- Film poster
- Traditional Chinese: 選老頂
- Simplified Chinese: 选老顶
- Hanyu Pinyin: Xuǎn Lǎo Dǐng
- Jyutping: Syun2 Lou2 Ding2
- Directed by: Herman Yau
- Screenplay by: Erica Li
- Produced by: Chapman To
- Starring: Chapman To Gregory Wong Philip Keung Anthony Wong
- Cinematography: Joe Chan
- Edited by: Azrael Chung
- Music by: Mak Chun Hung
- Production company: HK Film
- Distributed by: Golden Scene
- Release dates: 23 March 2016 (HKIFF); 31 March 2016 (Hong Kong);
- Running time: 94 minutes
- Country: Hong Kong
- Language: Cantonese
- Box office: HK$6,384,789

= The Mobfathers =

2016 Hong Kong film by Herman Yau

The Mobfathers is a 2016 Hong Kong crime film directed by Herman Yau, produced by and starring Chapman To. The film co-stars Gregory Wong and Philip Keung, with a guest appearance by Anthony Wong. The Mobfathers made its world premier at the 40th Hong Kong International Film Festival on 23 March 2016 and was theatrically released in Hong Kong on 31 March.

==Synopsis==
Every three years, the five leading gangs elect a representative to stand for election to be the Mobfather of the underworld. Each of the candidates has his strengths and his weaknesses, and there is understandably a decided lack of trust amongst the gangs. Each fighting for his gang's own vested interests. The Mobfather looks to two of his lieutenants to take over for him when he learns he is dying. In the end the two chosen candidates, Chuck and Wulf, killed each other in a gang fight.
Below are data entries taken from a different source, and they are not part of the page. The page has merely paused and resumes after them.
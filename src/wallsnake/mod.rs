pub mod models;
pub mod types;
pub mod utils;
use battlesnake_wallflower::{
    strategies::Strategy,
    wallsnake::{
        models::{GameState, Movement, Status},
        types::{APIVersion, Head, Tail},
    },
};
use color_eyre::Result;
use log::info;
use warp::{http::Method, Filter};

const NAME: &str = env!("CARGO_PKG_NAME");
const VERSION: &str = env!("CARGO_PKG_VERSION");
const AUTHOR: &str = env!("CARGO_PKG_AUTHORS");

const DEFAULT_PORT: u16 = 6502;

fn port() -> u16 {
    std::env::var("PORT")
        .ok()
        .and_then(|value| value.parse().ok())
        .unwrap_or(DEFAULT_PORT)
}

#[tokio::main]
async fn main() -> Result<()> {
    color_eyre::install()?;
    pretty_env_logger::init();

    let cors = warp::cors()
        .allow_method(Method::GET)
        .allow_method(Method::POST)
        .allow_header("content-type")
        .allow_any_origin();

    let logging = warp::log(NAME);

    let healthz = warp::get().and(warp::path::end().map(|| {
        warp::reply::json(&Status {
            apiversion: APIVersion::One,
            author:     AUTHOR.to_owned(),
            color:      "#ff5978".to_owned(),
            head:       Head::Gamer,
            tail:       Tail::Mouse,
            version:    VERSION.to_owned(),
        })
    }));

    let start = warp::post()
        .and(warp::path("start"))
        .and(warp::body::json())
        .map(|state: GameState| {
            if state.board.snakes.len() == 1 {
                info!("game {} started, we have it to ourselves", state.game.id);
            } else {
                info!(
                    "game {} started against {} other snakes",
                    state.game.id,
                    state.board.snakes.len() - 1
                );
            }
            String::new()
        });

    let do_move = warp::post()
        .and(warp::path("move"))
        .and(warp::body::json())
        .map(|state: GameState| {
            let action =
                Strategy::default().select_action(&state.you, &state.board);
            let movement = action.execute(&state.you, &state.board);
            info!("turn {}: {:?} says {}", state.turn, action, movement);
            warp::reply::json(&Movement {
                movement,
                shout: None,
            })
        });

    let end = warp::post()
        .and(warp::path("end"))
        .and(warp::body::json())
        .map(|state: GameState| {
            info!("game {} over after {} turns", state.game.id, state.turn);
            String::new()
        });

    let api = healthz.or(start).or(do_move).or(end).with(cors).with(logging);

    let port = port();
    info!("listening on port {port}");
    warp::serve(api).run(([0, 0, 0, 0], port)).await;

    Ok(())
}
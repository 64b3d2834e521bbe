use std::{env, process::Command};

use color_eyre::Result;
use reqwest::Url;

const BOARD_WIDTH: u64 = 11;
const BOARD_HEIGHT: u64 = 11;
const DEFAULT_PORT: u16 = 6502;

enum GameMode {
    Solo,
    Standard,
}

impl GameMode {
    const fn as_arg(&self) -> &'static str {
        match self {
            Self::Solo => "solo",
            Self::Standard => "standard",
        }
    }
}

struct Snake {
    name: String,
    url:  Url,
}

fn make_play_command(mode: &GameMode, snakes: &[Snake]) -> Command {
    let mut cmd = Command::new("battlesnake");
    cmd.arg("play");

    cmd.arg("--width");
    cmd.arg(BOARD_WIDTH.to_string());
    cmd.arg("--height");
    cmd.arg(BOARD_HEIGHT.to_string());

    for snake in snakes {
        cmd.arg("--name");
        cmd.arg(&snake.name);

        cmd.arg("--url");
        cmd.arg(snake.url.to_string());
    }

    cmd.arg("--gametype");
    cmd.arg(mode.as_arg());

    cmd.arg("--browser");

    cmd
}

/// Runs a local game against our own server via the official battlesnake
/// CLI. Any extra URLs on the command line join as opponents and switch the
/// game from solo to standard mode.
fn main() -> Result<()> {
    color_eyre::install()?;

    let port = env::var("PORT")
        .ok()
        .and_then(|value| value.parse().ok())
        .unwrap_or(DEFAULT_PORT);

    let mut snakes = vec![Snake {
        name: "🌼 wallflower".to_owned(),
        url:  format!("http://localhost:{port}").parse()?,
    }];

    for (index, opponent) in env::args().skip(1).enumerate() {
        snakes.push(Snake {
            name: format!("opponent {}", index + 1),
            url:  opponent.parse()?,
        });
    }

    let mode = if snakes.len() > 1 {
        GameMode::Standard
    } else {
        GameMode::Solo
    };

    make_play_command(&mode, &snakes).status()?;

    Ok(())
}
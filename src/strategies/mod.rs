pub mod actions;

pub use actions::Action;

use crate::wallsnake::models::{Board, Snake};

/// A rule for choosing which action governs the current turn. Stateless;
/// every call works from the turn snapshot alone.
#[derive(Debug, Copy, Clone, PartialEq, Eq, Default)]
pub enum Strategy {
    /// Chase food no matter what.
    NearestFood,
    /// Wander safely and only chase food once health runs low. The board
    /// height doubles as the danger threshold, tying the health budget to
    /// the grid size.
    FoodOnlyWhenHealthLow,
    /// Patrol the inside of the border ring, leaving it only to eat.
    #[default]
    CircleInnerBorder,
}

impl Strategy {
    pub fn select_action(&self, snake: &Snake, board: &Board) -> Action {
        match self {
            Strategy::NearestFood => Action::CollectNearestFood,
            Strategy::FoodOnlyWhenHealthLow => {
                if snake.health > board.height {
                    Action::MakeSafeMove
                } else {
                    Action::CollectNearestFood
                }
            },
            Strategy::CircleInnerBorder => {
                if snake.health < board.height {
                    Action::CollectNearestFood
                } else if !board.is_at_edge(snake.head) {
                    Action::ApproachBorder
                } else {
                    Action::FollowBorder
                }
            },
        }
    }
}
use tokio::{
    io::{AsyncReadExt, AsyncWriteExt},
    net::TcpStream,
};

use verifywire::{EndpointType, ServerInfo, Stage, StagedStream, new_stage};

#[tokio::main]
async fn main() -> std::io::Result<()> {
    const ADDRESS: &str = "127.0.0.1:9091";
    let socket = TcpStream::connect(ADDRESS).await?;
    let mut stage = new_stage("auth_simple")?;
    stage.set_server_info(ServerInfo::builder("127.0.0.1", 9091).build());
    let mut stream = StagedStream::new(stage, EndpointType::Client, socket);
    println!("connected to server: {:?}", ADDRESS);

    for i in 1..=2 {
        match stream.write(format!("message {}", i).as_bytes()).await {
            Ok(n) if n > 0 => {
                stream.flush().await?;
                println!("sent successfully");
            }
            Ok(_) => {
                println!("server closed connection");
            }
            Err(e) => {
                println!("sending failed: {:?}", e);
                return Err(e);
            }
        }

        let mut buf = vec![0; 1024];
        match stream.read(&mut buf).await {
            Ok(n) if n > 0 => {
                println!(
                    "echo message received: {}",
                    String::from_utf8_lossy(&buf[..n])
                );
            }
            Ok(_) => {
                println!("server closed connection");
            }
            Err(e) => {
                println!("read failed: {:?}", e);
                return Err(e);
            }
        }
    }
    stream.inner_stream_mut().shutdown().await?;
    Ok(())
}
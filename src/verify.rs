//! Integrity-checking stages.
//!
//! [`VerifySimple`] seals each chunk of plaintext into a CRC32-checked frame
//! with random padding; [`VerifyDeflate`] compresses each chunk instead.
//!
//! Both parse the inbound stream incrementally. The first frame that fails
//! verification switches the receiver to raw passthrough for the rest of
//! the connection.
use rand::{SeedableRng, rngs::StdRng};

use crate::{
    codec::{CrcCodec, DeflateCodec, FrameCodec},
    config::{EndpointType, ServerInfo},
    error::Error,
    stage::{Stage, build_sub_stage},
    state_machine::{FrameReceiver, NoGuard},
};

/// CRC32-verified framing with random padding.
///
/// ```text
/// +-----+---------+---------+---------+--------+
/// | len | hdr_len | padding | payload | crc32  |
/// +-----+---------+---------+---------+--------+
/// |  2  |    1    |  0..15  |  ..8100 |   4    |
/// +-----+---------+---------+---------+--------+
/// ```
#[derive(Debug)]
pub struct VerifySimple {
    info: Option<ServerInfo>,
    sub_stage: Option<Box<dyn Stage>>,
    codec: CrcCodec,
    receiver: FrameReceiver,
}

impl Default for VerifySimple {
    fn default() -> Self {
        Self::new()
    }
}

impl VerifySimple {
    /// Creates a stage whose padding is drawn from an OS-seeded generator.
    pub fn new() -> Self {
        Self::with_rng(StdRng::from_os_rng())
    }

    /// Creates a stage with deterministic padding.
    pub fn with_seed(seed: [u8; 32]) -> Self {
        Self::with_rng(StdRng::from_seed(seed))
    }

    fn with_rng(rng: StdRng) -> Self {
        Self {
            info: None,
            sub_stage: None,
            codec: CrcCodec::with_rng(rng),
            receiver: FrameReceiver::new(),
        }
    }
}

impl Stage for VerifySimple {
    fn name(&self) -> &'static str {
        "verify_simple"
    }

    fn set_server_info(&mut self, info: ServerInfo) {
        self.sub_stage = build_sub_stage(&info);
        self.info = Some(info);
    }

    fn server_info(&self) -> Option<&ServerInfo> {
        self.info.as_ref()
    }

    fn sub_stage_mut(&mut self) -> Option<&mut (dyn Stage + 'static)> {
        self.sub_stage.as_deref_mut()
    }

    fn pre_encrypt(&mut self, _side: EndpointType, buf: &[u8]) -> Vec<u8> {
        self.codec.seal_all(buf)
    }

    fn post_decrypt(&mut self, side: EndpointType, buf: &[u8]) -> Result<Vec<u8>, Error> {
        self.receiver.post_decrypt(&self.codec, &mut NoGuard, side, buf)
    }

    fn is_passthrough(&self) -> bool {
        self.receiver.is_passthrough()
    }
}

/// DEFLATE-compressed framing.
///
/// ```text
/// +-----+-----------------------------+
/// | len | zlib stream without header  |
/// +-----+-----------------------------+
/// |  2  |          len - 2            |
/// +-----+-----------------------------+
/// ```
#[derive(Debug, Default)]
pub struct VerifyDeflate {
    info: Option<ServerInfo>,
    sub_stage: Option<Box<dyn Stage>>,
    codec: DeflateCodec,
    receiver: FrameReceiver,
}

impl VerifyDeflate {
    /// Creates a compressing stage.
    pub fn new() -> Self {
        Self::default()
    }
}

impl Stage for VerifyDeflate {
    fn name(&self) -> &'static str {
        "verify_deflate"
    }

    fn set_server_info(&mut self, info: ServerInfo) {
        self.sub_stage = build_sub_stage(&info);
        self.info = Some(info);
    }

    fn server_info(&self) -> Option<&ServerInfo> {
        self.info.as_ref()
    }

    fn sub_stage_mut(&mut self) -> Option<&mut (dyn Stage + 'static)> {
        self.sub_stage.as_deref_mut()
    }

    fn pre_encrypt(&mut self, _side: EndpointType, buf: &[u8]) -> Vec<u8> {
        self.codec.seal_all(buf)
    }

    fn post_decrypt(&mut self, side: EndpointType, buf: &[u8]) -> Result<Vec<u8>, Error> {
        self.receiver.post_decrypt(&self.codec, &mut NoGuard, side, buf)
    }

    fn is_passthrough(&self) -> bool {
        self.receiver.is_passthrough()
    }
}
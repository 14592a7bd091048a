//! The informal specification of the verifywire framing formats.

// CRC frame (`verify_simple`, `auth_simple`):
// ```text
// | len | hdr_len |  padding  | payload  | crc |
// |  2B |    1B   | hdr_len-1 | variable |  4B |
// |             <- frame (len bytes) ->        |
// ```
// `len` is big-endian and covers the whole frame. `crc` is little-endian and
// equals `0xffffffff - crc32(frame[..len-4])`, so that the CRC32 of the whole
// frame is `0xffffffff`.
pub(crate) const CRC_UNIT_LEN: usize = 8100;
pub(crate) const CRC_LEN_LIMIT: usize = 8192;
pub(crate) const CRC_PAD_MAX_LEN: usize = 15;
pub(crate) const CRC_TRAILER_LEN: usize = 4;
pub(crate) const CRC_FRAME_MIN_LEN: usize = LEN_FIELD_LEN + 1 + CRC_TRAILER_LEN; // 7
pub(crate) const CRC_RESIDUE: u32 = 0xffff_ffff;

// Deflate frame (`verify_deflate`):
// ```text
// | len | zlib stream without its 2-byte header |
// |  2B |              len-2 bytes              |
// |            <- frame (len bytes) ->          |
// ```
// `len` is big-endian and equals the length of the complete zlib stream.
pub(crate) const DEFLATE_UNIT_LEN: usize = 32700;
pub(crate) const DEFLATE_LEN_LIMIT: usize = 32768;
pub(crate) const DEFLATE_FRAME_MIN_LEN: usize = LEN_FIELD_LEN + 1;
pub(crate) const DEFLATE_MAX_OUTPUT: usize = 32768;
pub(crate) const ZLIB_HEADER: [u8; 2] = [0x78, 0x9c];

pub(crate) const LEN_FIELD_LEN: usize = 2;

// Authentication header carried at the front of the first `auth_simple`
// payload sent by a client:
// ```text
// | client_id | connection_id |
// |   4B LE   |     4B LE     |
// ```
pub(crate) const AUTH_HDR_LEN: usize = 8;
pub(crate) const AUTH_CONNECTION_ID_SPAN: u32 = 0x0100_0000;

/// Sent by the server side in place of payload when the first frame fails.
pub(crate) const ERROR_MARKER: u8 = b'E';

// Per-client admission window.
pub(crate) const CLIENT_ACTIVE_MILLIS: u64 = 180 * 1000;
pub(crate) const WINDOW_MAX_AHEAD: u64 = 0x4000;
pub(crate) const WINDOW_MAX_SPAN: u64 = 0x1000;
pub(crate) const TABLE_MAX_ACTIVE: usize = 16;
pub(crate) const TABLE_MAX_ENTRIES: usize = 256;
The movie ends with Chuck narrating how the Mobfather died.

==Cast==
- Chapman To as Chuck
- Gregory Wong as Wulf
- Philip Keung as Luke
- Anthony Wong as Mobfather (guest appearance)
- Bonnie Sin as Chuck's wife
- Carlos Chan as police
- Danny Summer as uncle Sky
- Lee Lung-kei as uncle Earth
- Albert Cheung as uncle Man
- Ken Hung as Wulf's men
- Deep Ng as Coffee
- Kenny Wong as Superintendent Xu
- Tony Ho as Coke
- Kathy Yuen as Mobfather's female companion & driver
- Wylie Chu as General
- Benson Ling as Chuck's men
- Leander Lau as Chuck junior
- Tarah Chan as Coco

==Trailer==
The first trailer was released by Golden Scene HK's YouTube channel on 3 March 2016.